**AIM OF THE EXERCISE:** Tell me, please, how many lines in the records below include the word "every". Give no more than the number.

**Stored data entries:**
========
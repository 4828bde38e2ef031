//! Cancellable one-shot timer for delays longer than a single platform timer.
//!
//! The delay is consumed in segments of at most [`MAX_SEGMENT`]; after each
//! segment the remainder is re-armed. An `active` flag is checked right before
//! the callback runs, so a cancelled timer never fires even if its last
//! segment already elapsed.

use std::future::Future;
use std::sync::atomic::{AtomicBool, Ordering};
use std::sync::Arc;
use std::time::Duration;

use tokio::task::JoinHandle;
use tracing::trace;
use uuid::Uuid;

/// Longest single sleep, the largest signed 32-bit millisecond count.
pub const MAX_SEGMENT: Duration = Duration::from_millis(2_147_483_647);

#[derive(Debug)]
pub struct ExtendedTimeout {
    id: Uuid,
    label: String,
    active: Arc<AtomicBool>,
    handle: JoinHandle<()>,
}

impl ExtendedTimeout {
    /// Run `callback` once after `delay` unless cancelled first.
    pub fn spawn<F, Fut>(delay: Duration, label: impl Into<String>, callback: F) -> Self
    where
        F: FnOnce() -> Fut + Send + 'static,
        Fut: Future<Output = ()> + Send + 'static,
    {
        Self::spawn_with_segment(delay, MAX_SEGMENT, label, callback)
    }

    pub fn spawn_with_segment<F, Fut>(
        delay: Duration,
        segment: Duration,
        label: impl Into<String>,
        callback: F,
    ) -> Self
    where
        F: FnOnce() -> Fut + Send + 'static,
        Fut: Future<Output = ()> + Send + 'static,
    {
        let id = Uuid::new_v4();
        let label = label.into();
        let active = Arc::new(AtomicBool::new(true));
        let segment = segment.max(Duration::from_millis(1));

        let task_active = active.clone();
        let task_label = label.clone();
        let handle = tokio::spawn(async move {
            let mut remaining = delay;
            loop {
                let step = remaining.min(segment);
                tokio::time::sleep(step).await;
                remaining -= step;
                if remaining.is_zero() {
                    break;
                }
                trace!(label = %task_label, remaining_ms = remaining.as_millis() as u64, "re-arming timeout");
            }
            // Claim the callback; a concurrent cancel loses or wins atomically.
            if task_active.swap(false, Ordering::SeqCst) {
                callback().await;
            }
        });

        Self {
            id,
            label,
            active,
            handle,
        }
    }

    pub fn id(&self) -> Uuid {
        self.id
    }

    pub fn label(&self) -> &str {
        &self.label
    }

    /// `true` until the timer fires or is cancelled.
    pub fn is_active(&self) -> bool {
        self.active.load(Ordering::SeqCst)
    }

    /// Prevent the callback from running. Safe to call any number of times;
    /// a callback that already started is left to finish.
    pub fn cancel(&self) {
        if self.active.swap(false, Ordering::SeqCst) {
            self.handle.abort();
        }
    }
}

#[cfg(test)]
mod tests {
    use super::*;
    use std::sync::atomic::AtomicUsize;

    fn counter() -> Arc<AtomicUsize> {
        Arc::new(AtomicUsize::new(0))
    }

    fn bump(c: &Arc<AtomicUsize>) -> impl FnOnce() -> std::future::Ready<()> + Send + 'static {
        let c = c.clone();
        move || {
            c.fetch_add(1, Ordering::SeqCst);
            std::future::ready(())
        }
    }

    #[tokio::test(start_paused = true)]
    async fn fires_after_chained_segments() {
        let fired = counter();
        let t = ExtendedTimeout::spawn_with_segment(
            Duration::from_millis(250),
            Duration::from_millis(100),
            "chained",
            bump(&fired),
        );
        tokio::time::sleep(Duration::from_millis(249)).await;
        assert_eq!(fired.load(Ordering::SeqCst), 0);
        assert!(t.is_active());

        tokio::time::sleep(Duration::from_millis(2)).await;
        assert_eq!(fired.load(Ordering::SeqCst), 1);
        assert!(!t.is_active());
    }

    #[tokio::test(start_paused = true)]
    async fn honors_delays_beyond_one_segment() {
        let fired = counter();
        let delay = MAX_SEGMENT * 2 + Duration::from_millis(5);
        let _t = ExtendedTimeout::spawn(delay, "long", bump(&fired));

        tokio::time::sleep(MAX_SEGMENT * 2).await;
        assert_eq!(fired.load(Ordering::SeqCst), 0);

        tokio::time::sleep(Duration::from_millis(10)).await;
        assert_eq!(fired.load(Ordering::SeqCst), 1);
    }

    #[tokio::test(start_paused = true)]
    async fn cancel_is_idempotent_and_prevents_firing() {
        let fired = counter();
        let t = ExtendedTimeout::spawn_with_segment(
            Duration::from_millis(300),
            Duration::from_millis(100),
            "cancelled",
            bump(&fired),
        );
        // Cancel mid-chain.
        tokio::time::sleep(Duration::from_millis(150)).await;
        t.cancel();
        t.cancel();
        assert!(!t.is_active());

        tokio::time::sleep(Duration::from_millis(500)).await;
        assert_eq!(fired.load(Ordering::SeqCst), 0);
        t.cancel();
    }

    #[tokio::test(start_paused = true)]
    async fn zero_delay_can_still_be_cancelled_before_running() {
        let fired = counter();
        let t = ExtendedTimeout::spawn(Duration::ZERO, "immediate", bump(&fired));
        t.cancel();
        tokio::time::sleep(Duration::from_millis(1)).await;
        assert_eq!(fired.load(Ordering::SeqCst), 0);
    }
}
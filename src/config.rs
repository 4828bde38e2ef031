//! Configuration loader and validator for the launch-site watch bot.
use serde::{Deserialize, Serialize};
use std::fs;
use std::path::Path;
use std::time::Duration;
use thiserror::Error;

use crate::model::{ChannelClass, Domain};

#[derive(Debug, Error)]
pub enum ConfigError {
    #[error("I/O error: {0}")]
    Io(#[from] std::io::Error),
    #[error("YAML parse error: {0}")]
    Parse(#[from] serde_yaml::Error),
    #[error("Invalid configuration: {0}")]
    Invalid(&'static str),
}

/// Root configuration struct mirroring the YAML schema exactly.
#[derive(Debug, Clone, Serialize, Deserialize, PartialEq, Eq)]
pub struct Config {
    pub app: App,
    pub telegram: Telegram,
    pub sources: Sources,
}

/// App-level settings.
#[derive(Debug, Clone, Serialize, Deserialize, PartialEq, Eq)]
pub struct App {
    pub data_dir: String,
    /// Fixed delay between two outbound announcements.
    pub announce_delay_ms: u64,
    /// Systemic failures are reported at most once per this window.
    pub error_cooldown_seconds: u64,
}

impl App {
    /// `data_dir` with a leading `~/` expanded against `$HOME`.
    pub fn resolved_data_dir(&self) -> String {
        match self.data_dir.strip_prefix("~/") {
            Some(rest) => match std::env::var("HOME") {
                Ok(home) => format!("{}/{}", home.trim_end_matches('/'), rest),
                Err(_) => self.data_dir.clone(),
            },
            None => self.data_dir.clone(),
        }
    }

    pub fn announce_delay(&self) -> Duration {
        Duration::from_millis(self.announce_delay_ms)
    }

    pub fn error_cooldown(&self) -> Duration {
        Duration::from_secs(self.error_cooldown_seconds)
    }
}

/// Telegram bot settings and per-channel-class destination chats.
#[derive(Debug, Clone, Serialize, Deserialize, PartialEq, Eq)]
pub struct Telegram {
    pub bot_token: String,
    pub channels: Channels,
}

#[derive(Debug, Clone, Default, Serialize, Deserialize, PartialEq, Eq)]
pub struct Channels {
    #[serde(default)]
    pub general: Vec<i64>,
    #[serde(default)]
    pub launch_update: Vec<i64>,
    #[serde(default)]
    pub launch_reminder: Vec<i64>,
    #[serde(default)]
    pub notam_update: Vec<i64>,
    #[serde(default)]
    pub closure_update: Vec<i64>,
    #[serde(default)]
    pub booster_update: Vec<i64>,
    #[serde(default)]
    pub weather_update: Vec<i64>,
}

impl Channels {
    pub fn chats_for(&self, class: ChannelClass) -> &[i64] {
        match class {
            ChannelClass::General => &self.general,
            ChannelClass::LaunchUpdate => &self.launch_update,
            ChannelClass::LaunchReminder => &self.launch_reminder,
            ChannelClass::NotamUpdate => &self.notam_update,
            ChannelClass::ClosureUpdate => &self.closure_update,
            ChannelClass::BoosterUpdate => &self.booster_update,
            ChannelClass::WeatherUpdate => &self.weather_update,
        }
    }
}

/// One upstream feed per data domain.
#[derive(Debug, Clone, Serialize, Deserialize, PartialEq, Eq)]
pub struct Sources {
    pub boosters: Source,
    pub closures: Source,
    pub launches: Source,
    pub notams: Source,
    pub weather: Source,
}

impl Sources {
    pub fn get(&self, domain: Domain) -> &Source {
        match domain {
            Domain::Boosters => &self.boosters,
            Domain::Closures => &self.closures,
            Domain::Launches => &self.launches,
            Domain::Notams => &self.notams,
            Domain::Weather => &self.weather,
        }
    }
}

#[derive(Debug, Clone, Serialize, Deserialize, PartialEq, Eq)]
pub struct Source {
    pub url: String,
    pub interval_ms: u64,
    /// Disabled sources are never polled.
    #[serde(default = "default_enabled")]
    pub enabled: bool,
}

fn default_enabled() -> bool {
    true
}

impl Source {
    pub fn interval(&self) -> Duration {
        Duration::from_millis(self.interval_ms)
    }
}

impl Config {
    /// Ensure required directories exist (creates `app.data_dir` if missing).
    pub fn ensure_dirs(&self) -> Result<(), std::io::Error> {
        if self.app.data_dir.trim().is_empty() {
            return Ok(());
        }
        fs::create_dir_all(self.app.resolved_data_dir())
    }

    /// Default SQLite URL inside the data directory.
    pub fn database_url(&self) -> String {
        format!("sqlite://{}/watchbot.db", self.app.resolved_data_dir())
    }
}

/// Load configuration from a YAML file and validate it.
/// - If `path` is None, uses `config.yaml` in the current working directory.
pub fn load(path: Option<&Path>) -> Result<Config, ConfigError> {
    let path = path.unwrap_or_else(|| Path::new("config.yaml"));
    let content = fs::read_to_string(path)?;
    let cfg: Config = serde_yaml::from_str(&content)?;
    validate(&cfg)?;
    Ok(cfg)
}

/// Validate a configuration instance.
fn validate(cfg: &Config) -> Result<(), ConfigError> {
    if cfg.app.data_dir.trim().is_empty() {
        return Err(ConfigError::Invalid("app.data_dir must be non-empty"));
    }
    if cfg.app.announce_delay_ms == 0 {
        return Err(ConfigError::Invalid("app.announce_delay_ms must be > 0"));
    }

    if cfg.telegram.bot_token.trim().is_empty() {
        return Err(ConfigError::Invalid("telegram.bot_token must be non-empty"));
    }

    for domain in Domain::ALL {
        let source = cfg.sources.get(domain);
        if !source.enabled {
            continue;
        }
        if source.url.trim().is_empty() {
            return Err(ConfigError::Invalid(match domain {
                Domain::Boosters => "sources.boosters.url must be non-empty",
                Domain::Closures => "sources.closures.url must be non-empty",
                Domain::Launches => "sources.launches.url must be non-empty",
                Domain::Notams => "sources.notams.url must be non-empty",
                Domain::Weather => "sources.weather.url must be non-empty",
            }));
        }
        if source.interval_ms == 0 {
            return Err(ConfigError::Invalid(match domain {
                Domain::Boosters => "sources.boosters.interval_ms must be > 0",
                Domain::Closures => "sources.closures.interval_ms must be > 0",
                Domain::Launches => "sources.launches.interval_ms must be > 0",
                Domain::Notams => "sources.notams.interval_ms must be > 0",
                Domain::Weather => "sources.weather.interval_ms must be > 0",
            }));
        }
    }

    Ok(())
}

/// Returns the example YAML document.
pub fn example() -> &'static str {
    r#"app:
  data_dir: "./data"
  announce_delay_ms: 3000
  error_cooldown_seconds: 900

telegram:
  bot_token: "YOUR_TELEGRAM_BOT_TOKEN"
  channels:
    general:
      - -1001000000001
    launch_update:
      - -1001000000002
    launch_reminder:
      - -1001000000002
    notam_update:
      - -1001000000003
    closure_update:
      - -1001000000004
    booster_update: []
    weather_update: []

sources:
  boosters:
    url: "http://localhost:8081/boosters.json"
    interval_ms: 3600000
  closures:
    url: "http://localhost:8081/closures.json"
    interval_ms: 1740000
  launches:
    url: "http://localhost:8081/launches.json"
    interval_ms: 1800000
  notams:
    url: "http://localhost:8081/notams.json"
    interval_ms: 1860000
  weather:
    url: "http://localhost:8081/weather.json"
    interval_ms: 660000
"#
}
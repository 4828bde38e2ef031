pub mod canonical;
pub mod collect;
pub mod config;
pub mod dashboard;
pub mod db;
pub mod handlers;
pub mod launch_time;
pub mod model;
pub mod notams;
pub mod outbox;
pub mod reconcile;
pub mod reminders;
pub mod telegram;
pub mod timer;
pub mod watch;
//! Row models returned by the store repositories.
//!
//! Keep these structs focused on the data returned by queries. Diffing and
//! change classification live in `reconcile`.

use serde_json::Value;

/// A record body as persisted for one domain, plus its storage id.
#[derive(Debug, Clone, PartialEq)]
pub struct StoredRecord {
    pub id: i64,
    pub natural_key: String,
    pub body: Value,
}

/// One scheduled write of a batch upsert.
#[derive(Debug, Clone, PartialEq)]
pub struct UpsertRow {
    pub natural_key: String,
    pub body: Value,
}

/// A NOTAM that must be monitored for silent disappearance until `expires_at`
/// (unix milliseconds).
#[derive(Debug, Clone, PartialEq, Eq)]
pub struct WatchEntry {
    pub notam_id: String,
    pub expires_at: i64,
    /// Reported removed; kept until expiry to recognise a repost.
    pub removed: bool,
}
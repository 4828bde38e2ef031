//! Change detection between a fresh collection and the stored records of one
//! domain.
//!
//! A pass runs under the domain's lock: read the stored records for every
//! fresh key in one query, classify each fresh record as NEW, UPDATED or
//! unchanged by natural key, then write all NEW/UPDATED bodies in one batch.
//! Unchanged records are neither reported nor written.

use std::collections::{HashMap, HashSet};
use std::sync::Arc;

use thiserror::Error;
use tokio::sync::{Mutex, MutexGuard};
use tracing::{debug, instrument, warn};

use crate::canonical;
use crate::db::{RecordStore, UpsertRow};
use crate::model::{
    ChangeItem, ChangeReport, ChangeType, CollectionReport, Domain, OriginalData, Tracked,
    WeatherSnapshot,
};

#[derive(Debug, Error)]
pub enum ReconcileError {
    #[error("store failure: {0:#}")]
    Store(anyhow::Error),
    #[error("database performed an unexpected number of results (expected {expected}, wrote {written})")]
    CountMismatch { expected: u64, written: u64 },
    #[error("record codec failure: {0}")]
    Codec(#[from] serde_json::Error),
}

/// Result of the diff step, before any domain extension runs.
#[derive(Debug)]
pub struct PassOutcome<T> {
    /// NEW and UPDATED items in input order.
    pub changes: Vec<ChangeItem<T>>,
    /// Keys of fresh records found stored with equal content.
    pub unchanged: HashSet<String>,
}

impl<T> Default for PassOutcome<T> {
    fn default() -> Self {
        Self {
            changes: Vec::new(),
            unchanged: HashSet::new(),
        }
    }
}

pub struct Reconciler {
    store: Arc<dyn RecordStore>,
    locks: [Mutex<()>; Domain::COUNT],
}

impl Reconciler {
    pub fn new(store: Arc<dyn RecordStore>) -> Self {
        Self {
            store,
            locks: Default::default(),
        }
    }

    pub fn store(&self) -> &Arc<dyn RecordStore> {
        &self.store
    }

    /// Serializes read → diff → write for one domain.
    pub async fn lock(&self, domain: Domain) -> MutexGuard<'_, ()> {
        self.locks[domain as usize].lock().await
    }

    /// Run one pass for `T`'s domain. A failed collection is reported as
    /// failure without touching the store.
    pub async fn reconcile<T: Tracked>(&self, report: CollectionReport<T>) -> ChangeReport<T> {
        let Some(fresh) = report.into_records() else {
            warn!(domain = %T::DOMAIN, "collection failed; skipping reconciliation");
            return ChangeReport::failed(None);
        };
        let _guard = self.lock(T::DOMAIN).await;
        match self.reconcile_locked(&fresh).await {
            Ok(outcome) => ChangeReport::ok(outcome.changes),
            Err(err) => {
                warn!(domain = %T::DOMAIN, %err, "reconciliation failed");
                ChangeReport::failed(Some(err.to_string()))
            }
        }
    }

    /// Diff and write `fresh`. The caller must hold `lock(T::DOMAIN)`.
    #[instrument(skip_all, fields(domain = %T::DOMAIN, fresh = fresh.len()))]
    pub async fn reconcile_locked<T: Tracked>(
        &self,
        fresh: &[T],
    ) -> Result<PassOutcome<T>, ReconcileError> {
        if fresh.is_empty() {
            return Ok(PassOutcome::default());
        }

        let fresh = latest_per_key(fresh);
        let keys: Vec<String> = fresh.iter().map(|(_, key)| key.clone()).collect();
        let existing: HashMap<String, serde_json::Value> = self
            .store
            .find_by_keys(T::DOMAIN, &keys)
            .await
            .map_err(ReconcileError::Store)?
            .into_iter()
            .map(|r| (r.natural_key, r.body))
            .collect();

        let mut outcome = PassOutcome::default();
        let mut rows = Vec::new();
        for (record, key) in fresh {
            let mut body = serde_json::to_value(record)?;
            canonical::strip_storage_fields(&mut body);
            match existing.get(&key) {
                None => {
                    outcome.changes.push(ChangeItem::new_record(record.clone()));
                }
                Some(stored) if T::content_eq(stored, &body) => {
                    outcome.unchanged.insert(key);
                    continue;
                }
                Some(stored) => {
                    let mut previous = stored.clone();
                    canonical::strip_storage_fields(&mut previous);
                    let previous: T = serde_json::from_value(previous)?;
                    outcome
                        .changes
                        .push(ChangeItem::updated(record.clone(), previous));
                }
            }
            rows.push(UpsertRow {
                natural_key: key,
                body,
            });
        }

        self.write_rows(T::DOMAIN, &rows).await?;
        debug!(
            changes = outcome.changes.len(),
            unchanged = outcome.unchanged.len(),
            "diff applied"
        );
        Ok(outcome)
    }

    /// Weather is a single-row telemetry stream: every poll replaces the
    /// stored snapshot and is reported as UPDATED.
    pub async fn replace_weather(
        &self,
        report: CollectionReport<WeatherSnapshot>,
    ) -> ChangeReport<WeatherSnapshot> {
        let Some(mut fresh) = report.into_records() else {
            warn!(domain = %Domain::Weather, "collection failed; skipping reconciliation");
            return ChangeReport::failed(None);
        };
        let Some(snapshot) = fresh.pop() else {
            return ChangeReport::ok(Vec::new());
        };
        let _guard = self.lock(Domain::Weather).await;
        match self.replace_weather_locked(snapshot).await {
            Ok(item) => ChangeReport::ok(vec![item]),
            Err(err) => {
                warn!(domain = %Domain::Weather, %err, "weather replace failed");
                ChangeReport::failed(Some(err.to_string()))
            }
        }
    }

    #[instrument(skip_all)]
    async fn replace_weather_locked(
        &self,
        snapshot: WeatherSnapshot,
    ) -> Result<ChangeItem<WeatherSnapshot>, ReconcileError> {
        let previous = self
            .store
            .find_one(Domain::Weather, WeatherSnapshot::KEY)
            .await
            .map_err(ReconcileError::Store)?;
        let original_data = match previous {
            Some(stored) => {
                let mut body = stored.body;
                canonical::strip_storage_fields(&mut body);
                OriginalData::Previous(serde_json::from_value(body)?)
            }
            None => OriginalData::Absent,
        };

        let mut body = serde_json::to_value(&snapshot)?;
        canonical::strip_storage_fields(&mut body);
        self.write_rows(
            Domain::Weather,
            &[UpsertRow {
                natural_key: WeatherSnapshot::KEY.to_string(),
                body,
            }],
        )
        .await?;

        Ok(ChangeItem {
            change_type: ChangeType::Updated,
            data: Some(snapshot),
            original_data,
        })
    }

    async fn write_rows(&self, domain: Domain, rows: &[UpsertRow]) -> Result<(), ReconcileError> {
        if rows.is_empty() {
            return Ok(());
        }
        let written = self
            .store
            .upsert_batch(domain, rows)
            .await
            .map_err(ReconcileError::Store)?;
        let expected = rows.len() as u64;
        if written != expected {
            return Err(ReconcileError::CountMismatch { expected, written });
        }
        Ok(())
    }
}

/// Pair each record with its natural key, keeping only the last record seen
/// for a key. Kept records stay in input order.
fn latest_per_key<T: Tracked>(fresh: &[T]) -> Vec<(&T, String)> {
    let keys: Vec<String> = fresh.iter().map(T::natural_key).collect();
    let mut last: HashMap<&str, usize> = HashMap::new();
    for (i, key) in keys.iter().enumerate() {
        if last.insert(key.as_str(), i).is_some() {
            warn!(domain = %T::DOMAIN, key = %key, "duplicate natural key in one collection; keeping the last record");
        }
    }
    let keep: HashSet<usize> = last.into_values().collect();
    fresh
        .iter()
        .zip(keys.iter())
        .enumerate()
        .filter(|(i, _)| keep.contains(i))
        .map(|(_, (record, key))| (record, key.clone()))
        .collect()
}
========
**YOUR SOLUTION:** 2